Kaiser Hilton
5:30 a.m.
(Yes, a.m. as in “almost morning)
We were so early that the registration clerk, who gets in at 5:00 a.m. every morning, wanted to know why we were there so early
We were the first to check-in so it was nice and quiet in the waiting room
Since I had just gone through this process four months earlier
I was in no hurry to go into pre-op
And apparently neither was the staff of the Kaiser Hilton as they did not come for me until 6:00 a.m.
I had been told I was first for surgery
They took two people in before me
This was one time I was not irritated by people cutting the line
(No pun intended)
I was sleepy
But I felt this was a good thing because sleepy plus the Kaiser cocktail would mean a most wonderful nap in the OR
For those you not in the know, OR=Operating Room
I’m a regular visitor, you know
Anyway, they roll me in to pre-op where my pre-op nurse awaits me
My last visit, the pre-op nurse was young and professional
Which put me right at ease
This time the pre-op nurse is older and seemed a little frazzled
She kept asking if I needed help disrobing
You have to take off every stitch of clothing
YES, everything!
You take off all your clothes and they hand you one of those gowns
aka known as dignity inhibitors
You know, that bed sheet someone has stitched together at the shoulders and up the sides, leaving room for arm holes, but somehow they forgot to stitch up the back leaving dangling strips of clothe to tie up in the back which they never do so that all your dignity hangs out for total strangers to see
Yes, I know they are professionals
But they are professional strangers
And, yes, they have seen it all
But not my All!
Anyway, I get into the dignity inhibitor
Which is not made of cloth
It is made of paper
My pre-op attendant says, “Oh, it is big.”
It was big, actually, huge.
How much does my chart say I weigh, anyhow?
I expect them to bring me a smaller size
They don’t
More dignity exposed!
Ah, Donna, this is not Macy’s or Nordstrom’s
(Like I shop at Nordstrom’s)
The pre-op nurse hovers, extending offers of help, again
And she makes little remarks about the comments of another pre-op nurse helping a patient in the draped section next to us
I don’t think she cares much for her colleague
Oh, this does not bode well for the atmosphere
“I have to put your IV in.”
She takes my left hand and begins to tap on the back of my hand.
“Oh, little vein, where are you?”
Tap.
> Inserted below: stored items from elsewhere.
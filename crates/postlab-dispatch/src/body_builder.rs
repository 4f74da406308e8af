//! Request body encoding for the two supported body types

use crate::error::{DispatchError, DispatchResult};
use postlab_core::BodyType;
use serde_json::Value as JsonValue;

pub const JSON_CONTENT_TYPE: &str = "application/json";
pub const FORM_CONTENT_TYPE: &str = "application/x-www-form-urlencoded";

/// Encoded body ready for reqwest
#[derive(Debug, Clone, PartialEq, Eq)]
pub struct HttpRequestBody {
    pub bytes: Vec<u8>,
    pub content_type: &'static str,
}

pub struct BodyBuilder;

impl BodyBuilder {
    /// `raw` sends the value as a JSON document, `form` as URL-encoded fields.
    pub fn build(body_type: BodyType, body: &JsonValue) -> DispatchResult<HttpRequestBody> {
        match body_type {
            BodyType::Raw => Self::build_json(body),
            BodyType::Form => Self::build_form(body),
        }
    }

    fn build_json(data: &JsonValue) -> DispatchResult<HttpRequestBody> {
        let bytes = serde_json::to_vec(data)
            .map_err(|e| DispatchError::Body(format!("JSON serialization failed: {}", e)))?;
        Ok(HttpRequestBody { bytes, content_type: JSON_CONTENT_TYPE })
    }

    fn build_form(data: &JsonValue) -> DispatchResult<HttpRequestBody> {
        let fields = data
            .as_object()
            .ok_or_else(|| DispatchError::Body("form body must be a JSON object".to_string()))?;

        // Fields are emitted in key order
        let mut sorted: Vec<_> = fields.iter().collect();
        sorted.sort_by(|a, b| a.0.cmp(b.0));

        let encoded: Vec<String> = sorted
            .into_iter()
            .map(|(key, value)| {
                format!(
                    "{}={}",
                    urlencoding::encode(key),
                    urlencoding::encode(&form_value(value))
                )
            })
            .collect();

        Ok(HttpRequestBody { bytes: encoded.join("&").into_bytes(), content_type: FORM_CONTENT_TYPE })
    }
}

/// Strings go as-is, other scalars as their JSON text, nested values as compact JSON.
fn form_value(value: &JsonValue) -> String {
    match value {
        JsonValue::String(s) => s.clone(),
        JsonValue::Null => String::new(),
        other => other.to_string(),
    }
}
Tap. Tap. Taptaptap.
“Oh, where, oh where, has that little vein gone? Oh where, oh where can it be?”
Rub. Rub. Rub. Taptaptaptap
“I think you might be dehydrated!”
I try to remember how much water did I drink yesterday.
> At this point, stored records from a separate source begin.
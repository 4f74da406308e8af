use postlab_core::CoreError;

/// Failures while building an outbound call, before anything is sent.
#[derive(Debug, thiserror::Error)]
pub enum DispatchError {
    #[error("HTTP client error: {0}")]
    Client(#[from] reqwest::Error),

    #[error("Invalid URL: {0}")]
    InvalidUrl(String),

    #[error("Body build failed: {0}")]
    Body(String),

    #[error("Invalid configuration: {0}")]
    InvalidConfig(String),
}

impl From<DispatchError> for CoreError {
    fn from(err: DispatchError) -> Self {
        match err {
            DispatchError::Client(e) => CoreError::Dispatch(e.to_string()),
            DispatchError::InvalidUrl(msg) => CoreError::Invalid(msg),
            DispatchError::Body(msg) => CoreError::Invalid(msg),
            DispatchError::InvalidConfig(msg) => CoreError::Other(msg),
        }
    }
}

pub type DispatchResult<T> = Result<T, DispatchError>;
“This is not a good sign. I have to ask somebody to help.”
Wait. What?
What’s not a good sign? Do not be speaking bad signs just before I go into surgery.
I don’t speak in tongues, but I think I had my first moment of glossolalia right then and there
She goes over to her colleague in the draped section next to us
Yeah, that one
She returns a few moments later
“Everybody’s busy.”
Oh, this is not a good sign
She takes my right hand
“There is good one, but it is a moving vein.”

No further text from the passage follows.